A few days back (or maybe more, I have no idea) I read some comments on a post in an SLP group about using names for kids. Specifically, the word ‘kiddo’. I read people horribly disgusted by the use of the word, and those defending it. I had a pretty strong internal reaction, but in my 30’s I’ve learned to step back and think before speaking. Being a passionate person, this has always been a real weakness for me, but the words I read really made me reflect. So much that, I’ve continued to think about it and felt the need to write this post.

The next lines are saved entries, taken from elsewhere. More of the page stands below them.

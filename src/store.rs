//! Key-value persistence for client-side state.
//!
//! The chat client keeps two independent entries: the credential and the serialized
//! transcript.  [`KeyValueStore`] is the seam between the session and wherever those
//! entries live; [`FileStore`] keeps one file per key under a data directory and
//! [`MemoryStore`] keeps them in a map for tests.
//!
//! Writes unconditionally overwrite the previous value.  There is a single writer, so
//! no locking is done.

use std::collections::HashMap;
use std::fs;
use std::io::{self, Write};
use std::path::{Path, PathBuf};

use tempfile::NamedTempFile;

use crate::error::{Error, Result};

/// Store key holding the raw credential string.
pub const CREDENTIAL_KEY: &str = "chat-api-key";

/// Store key holding the JSON-serialized transcript.
pub const TRANSCRIPT_KEY: &str = "chat-messages";

/// A synchronous string key-value store.
pub trait KeyValueStore {
    /// Returns the value stored under `key`, if any.
    fn get(&self, key: &str) -> Result<Option<String>>;

    /// Stores `value` under `key`, replacing what was there.
    fn set(&mut self, key: &str, value: &str) -> Result<()>;

    /// Removes `key`.  Removing an absent key is not an error.
    fn remove(&mut self, key: &str) -> Result<()>;
}

impl<S: KeyValueStore + ?Sized> KeyValueStore for &mut S {
    fn get(&self, key: &str) -> Result<Option<String>> {
        (**self).get(key)
    }

    fn set(&mut self, key: &str, value: &str) -> Result<()> {
        (**self).set(key, value)
    }

    fn remove(&mut self, key: &str) -> Result<()> {
        (**self).remove(key)
    }
}

////////////////////////////////////////// MemoryStore /////////////////////////////////////////

/// An in-memory store.
#[derive(Debug, Clone, Default)]
pub struct MemoryStore {
    entries: HashMap<String, String>,
}

impl MemoryStore {
    /// Creates an empty store.
    pub fn new() -> Self {
        Self::default()
    }

    /// Creates a store pre-populated with `entries`.
    pub fn with_entries<K, V>(entries: impl IntoIterator<Item = (K, V)>) -> Self
    where
        K: Into<String>,
        V: Into<String>,
    {
        Self {
            entries: entries
                .into_iter()
                .map(|(k, v)| (k.into(), v.into()))
                .collect(),
        }
    }

    /// Returns true if `key` has a value.
    pub fn contains(&self, key: &str) -> bool {
        self.entries.contains_key(key)
    }
}

impl KeyValueStore for MemoryStore {
    fn get(&self, key: &str) -> Result<Option<String>> {
        Ok(self.entries.get(key).cloned())
    }

    fn set(&mut self, key: &str, value: &str) -> Result<()> {
        self.entries.insert(key.to_string(), value.to_string());
        Ok(())
    }

    fn remove(&mut self, key: &str) -> Result<()> {
        self.entries.remove(key);
        Ok(())
    }
}

/////////////////////////////////////////// FileStore //////////////////////////////////////////

/// A store that keeps each key in its own file under a directory.
#[derive(Debug, Clone)]
pub struct FileStore {
    root: PathBuf,
}

impl FileStore {
    /// Opens (creating if needed) a store rooted at `root`.
    pub fn open(root: impl Into<PathBuf>) -> Result<Self> {
        let root = root.into();
        fs::create_dir_all(&root).map_err(|err| {
            Error::io(
                format!("failed to create data directory {}", root.display()),
                err,
            )
        })?;
        Ok(Self { root })
    }

    /// The directory holding the entries.
    pub fn root(&self) -> &Path {
        &self.root
    }

    fn path_for(&self, key: &str) -> Result<PathBuf> {
        let valid = !key.is_empty()
            && !key.starts_with('.')
            && key
                .chars()
                .all(|c| c.is_ascii_alphanumeric() || matches!(c, '-' | '_' | '.'));
        if !valid {
            return Err(Error::validation(
                format!("invalid store key {key:?}"),
                Some("key".to_string()),
            ));
        }
        Ok(self.root.join(key))
    }
}

impl KeyValueStore for FileStore {
    fn get(&self, key: &str) -> Result<Option<String>> {
        let path = self.path_for(key)?;
        match fs::read_to_string(&path) {
            Ok(value) => Ok(Some(value)),
            Err(err) if err.kind() == io::ErrorKind::NotFound => Ok(None),
            Err(err) => Err(Error::io(format!("failed to read {}", path.display()), err)),
        }
    }

    fn set(&mut self, key: &str, value: &str) -> Result<()> {
        let path = self.path_for(key)?;
        // Stage in the same directory so the persist is a rename, never a copy.
        let mut staged = NamedTempFile::new_in(&self.root).map_err(|err| {
            Error::io(format!("failed to stage {}", path.display()), err)
        })?;
        staged
            .write_all(value.as_bytes())
            .and_then(|()| staged.as_file_mut().sync_all())
            .map_err(|err| Error::io(format!("failed to write {}", path.display()), err))?;
        staged
            .persist(&path)
            .map_err(|err| Error::io(format!("failed to replace {}", path.display()), err.error))?;
        Ok(())
    }

    fn remove(&mut self, key: &str) -> Result<()> {
        let path = self.path_for(key)?;
        match fs::remove_file(&path) {
            Ok(()) => Ok(()),
            Err(err) if err.kind() == io::ErrorKind::NotFound => Ok(()),
            Err(err) => Err(Error::io(format!("failed to remove {}", path.display()), err)),
        }
    }
}

#[cfg(test)]
mod tests {
    use super::*;

    #[test]
    fn memory_store_round_trip() {
        let mut store = MemoryStore::new();
        assert_eq!(store.get(CREDENTIAL_KEY).unwrap(), None);

        store.set(CREDENTIAL_KEY, "abc123").unwrap();
        assert_eq!(store.get(CREDENTIAL_KEY).unwrap().as_deref(), Some("abc123"));

        store.set(CREDENTIAL_KEY, "def456").unwrap();
        assert_eq!(store.get(CREDENTIAL_KEY).unwrap().as_deref(), Some("def456"));

        store.remove(CREDENTIAL_KEY).unwrap();
        assert!(!store.contains(CREDENTIAL_KEY));
        store.remove(CREDENTIAL_KEY).unwrap();
    }

    #[test]
    fn file_store_persists_across_instances() {
        let dir = tempfile::tempdir().unwrap();
        let mut store = FileStore::open(dir.path()).unwrap();
        store.set(TRANSCRIPT_KEY, "[]").unwrap();

        let reopened = FileStore::open(dir.path()).unwrap();
        assert_eq!(reopened.get(TRANSCRIPT_KEY).unwrap().as_deref(), Some("[]"));
    }

    #[test]
    fn file_store_overwrite_leaves_only_entries() {
        let dir = tempfile::tempdir().unwrap();
        let mut store = FileStore::open(dir.path()).unwrap();
        store.set(TRANSCRIPT_KEY, "[]").unwrap();
        store
            .set(TRANSCRIPT_KEY, r#"[{"role":"user","content":"Hello"}]"#)
            .unwrap();
        store.set(CREDENTIAL_KEY, "abc123").unwrap();

        let mut names = fs::read_dir(dir.path())
            .unwrap()
            .map(|entry| entry.unwrap().file_name().into_string().unwrap())
            .collect::<Vec<_>>();
        names.sort();
        assert_eq!(names, vec![CREDENTIAL_KEY, TRANSCRIPT_KEY]);
        assert_eq!(
            store.get(TRANSCRIPT_KEY).unwrap().as_deref(),
            Some(r#"[{"role":"user","content":"Hello"}]"#)
        );
    }

    #[test]
    fn file_store_remove_is_idempotent() {
        let dir = tempfile::tempdir().unwrap();
        let mut store = FileStore::open(dir.path().join("nested")).unwrap();
        store.set(CREDENTIAL_KEY, "abc123").unwrap();
        store.remove(CREDENTIAL_KEY).unwrap();
        assert_eq!(store.get(CREDENTIAL_KEY).unwrap(), None);
        store.remove(CREDENTIAL_KEY).unwrap();
    }

    #[test]
    fn file_store_rejects_path_like_keys() {
        let dir = tempfile::tempdir().unwrap();
        let mut store = FileStore::open(dir.path()).unwrap();
        assert!(store.set("../escape", "x").unwrap_err().is_validation());
        assert!(store.get("").unwrap_err().is_validation());
        assert!(store.remove(".hidden").unwrap_err().is_validation());
    }
}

I thought about how I use the words kiddo, peanut, princess, handsome, and even pumpkin head, to refer to the children in my life, even my own. Even the ones who aren’t my students. Forgive my memory, but I can’t remember the third grader’s name in the classroom that I pull from once a week, but when he says “Hi Ms. Alcorn!”, I feel compelled to respond to him and it probably will be “hey kiddo!”. I was horrified at the thought that that would make me less than good at my job in the eyes of some other people. Other SLPs. I felt defensive. I hate that feeling. I love my students so very very very much. I respect them, their families, and their future. I call them names out of nothing but love. I think they know that. They giggle, some older ones roll their eyes and smile, but I am confident that each one of them know that I am a person who they know loves them.